The U.S. House will vote on legislation co-sponsored by Rep. John Kline this week that could make a significant change to how hourly workers get paid.
Kline says the measure would allow people to have more flexibility in how they're compensated for working overtime. It's aimed at changing The Fair Labor Standards Act passed 75 years ago, in 1938.
The United States was still in the Depression when Congress passed the law. World War II hadn't started yet. Unemployment was almost 20 percent. There was no minimum wage. Those lucky enough to have a job might have had to work as many as 10 hours a day, six days a week.
The act introduced a minimum wage and said if you worked more than 40 hours a week, your employer was required to pay overtime -- one and a half times your regular hourly pay.
But times have changed: A 2009 government study says 55 percent of the American workforce receives some overtime, though it's concentrated in industries such as manufacturing, construction and trucking.
Republicans on the House Education and Workforce Committee -- led by Kline -- say it's a different world compared to the 1930s: Some people would rather have flexibility in their hours instead of extra pay for working overtime. The bill they have introduced, called the Working Families Flexibility Act, would let workers convert their overtime into time off at the same rate of pay.

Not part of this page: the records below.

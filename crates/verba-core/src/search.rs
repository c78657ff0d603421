use verba_types::VocabularyEntry;

use crate::collation::locale_cmp;
use crate::normalize::normalize;
use crate::store::VocabularyStore;

pub const DEFAULT_LIMIT: usize = 10;

/// Emphasized run of a headword, in characters
#[derive(Debug, Clone, Copy, PartialEq, Eq)]
pub struct HighlightSpan {
    pub start: usize,
    pub len: usize,
}

/// Ranked autocomplete candidate
#[derive(Debug, Clone)]
pub struct Suggestion<'a> {
    pub entry: &'a VocabularyEntry,
    /// The first token of the headword matched
    pub primary: bool,
    /// One span per matching token, in headword order
    pub spans: Vec<HighlightSpan>,
}

impl<'a> Suggestion<'a> {
    /// Split the headword into `(text, highlighted)` runs for rendering
    pub fn segments(&self) -> Vec<(&'a str, bool)> {
        let entry: &'a VocabularyEntry = self.entry;
        let headword = entry.headword.as_str();
        let byte_at = |char_idx: usize| {
            headword
                .char_indices()
                .nth(char_idx)
                .map(|(byte_idx, _)| byte_idx)
                .unwrap_or(headword.len())
        };

        let mut segments = Vec::new();
        let mut cursor = 0;

        for span in &self.spans {
            let start = byte_at(span.start).max(cursor);
            let end = byte_at(span.start + span.len).max(start);

            if start > cursor {
                segments.push((&headword[cursor..start], false));
            }
            if end > start {
                segments.push((&headword[start..end], true));
            }
            cursor = end;
        }
        if cursor < headword.len() {
            segments.push((&headword[cursor..], false));
        }

        segments
    }
}

/// Prefix search over headword tokens.
///
/// Entries whose first token matches come first, then entries matching only a
/// later token; each group in headword order. At most `limit` results.
pub fn search<'a>(store: &'a VocabularyStore, query: &str, limit: usize) -> Vec<Suggestion<'a>> {
    let normalized_query = normalize(query);
    if normalized_query.is_empty() {
        return Vec::new();
    }

    let raw_len = query.chars().count();

    let mut matches: Vec<Suggestion<'a>> = store
        .indexed()
        .iter()
        .filter_map(|indexed| {
            let headword = &indexed.entry.headword;

            let spans: Vec<HighlightSpan> = indexed
                .tokens
                .iter()
                .filter(|token| token.normalized.starts_with(&normalized_query))
                .map(|token| HighlightSpan {
                    start: token.char_start,
                    len: highlight_len(&headword[token.bytes.clone()], &normalized_query, raw_len),
                })
                .collect();

            if spans.is_empty() {
                return None;
            }

            let primary = indexed
                .tokens
                .first()
                .is_some_and(|token| token.normalized.starts_with(&normalized_query));

            Some(Suggestion {
                entry: &indexed.entry,
                primary,
                spans,
            })
        })
        .collect();

    matches.sort_by(|a, b| {
        b.primary
            .cmp(&a.primary)
            .then_with(|| locale_cmp(&a.entry.headword, &b.entry.headword))
    });
    matches.truncate(limit);

    tracing::debug!("Query {:?}: {} suggestions", query, matches.len());
    matches
}

/// Characters of `token` to emphasize for a query.
///
/// The shortest prefix whose normalized form equals the normalized query.
/// When normalization shifts lengths so no prefix matches exactly, the raw
/// query length is used instead, capped at the token length.
pub fn highlight_len(token: &str, normalized_query: &str, raw_query_len: usize) -> usize {
    let mut token_len = 0;

    for (idx, (byte_idx, c)) in token.char_indices().enumerate() {
        if normalize(&token[..byte_idx + c.len_utf8()]) == normalized_query {
            return idx + 1;
        }
        token_len += 1;
    }

    raw_query_len.min(token_len)
}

Kline says the law is aimed at the kind of employee who has kids to take to the doctor, or wants to take a longer vacation, but doesn't have the extra time off.
"This is something we can do to help those working families," he said, and emphasized that the program is strictly voluntary. "The employee and the employer have to have an agreement that they're going to do this."
Versions of this idea already apply to public sector workers. And the GOP has tried unsuccessfully to pass legislation like this before in the 1990s and early 2000s.
Kline argues the bill simply extends those rights to people who work in the private sector.
The bill is part of House Majority Leader Eric Cantor's agenda to restore the GOP's tattered image with female voters who helped re-elect Obama last fall. To promote the legislation, Republicans have rolled out a serious of professionally produced, campaign-style videos.
The House Republican campaign committee has been running online ads against Democrats, including Minnesota's 7th District Rep. Collin Peterson, claiming that because they don't support the bill, they're not standing up for working mothers.
Democrats think it's deeply controversial and none has signed on as a sponsor.
"All the flexibility is for the benefit of employers. For workers, this is a pay cut, plain and simple," said Bill Samuel, the government affairs director for the AFL-CIO labor union.
The union is one of the Democrats' closest allies. Samuel added that workers won't necessarily be able to use their comp time when they want to. He says if this bill were to pass, it would lead to the end of overtime pay and a weakening of the 40-hour work week.
"All the incentives now are with the employer to offer overtime work to those who will accept comp time, which is unpaid," he said.
Other labor groups point to provisions in the bill that would require workers to hire a lawyer to sue if they've been coerced by their boss into accepting comp time.
The White House also said in a statement Monday that, "If the President were presented with this legislation in its current form, his senior advisors would recommend that he veto the bill."
The bill "would not prevent employers from cutting the overtime hours and reducing the take‑home pay of employees who currently have the right to overtime compensation," the statement said. "The legislation does not provide sufficient protections for employees who may not want to receive compensatory time off in lieu of overtime pay."
Kline disagrees and says workers will continue to get the same protections they already have.
But in a sign that this bill was meant to make a political point rather than reach Obama's desk, Kline conceded that he and his colleagues have not looked for supporters to push their bill in the Democratic-controlled Senate.
But he says passing it in the House will send a message: "The story is out there and we'll let those people who oppose it explain why they don't want to give this right to people in the private sector when it's been working for years in the public sector."
In other words, the 75-year-old labor law isn't likely to change for now, but could be a major partisan talking point in next year's election campaigns.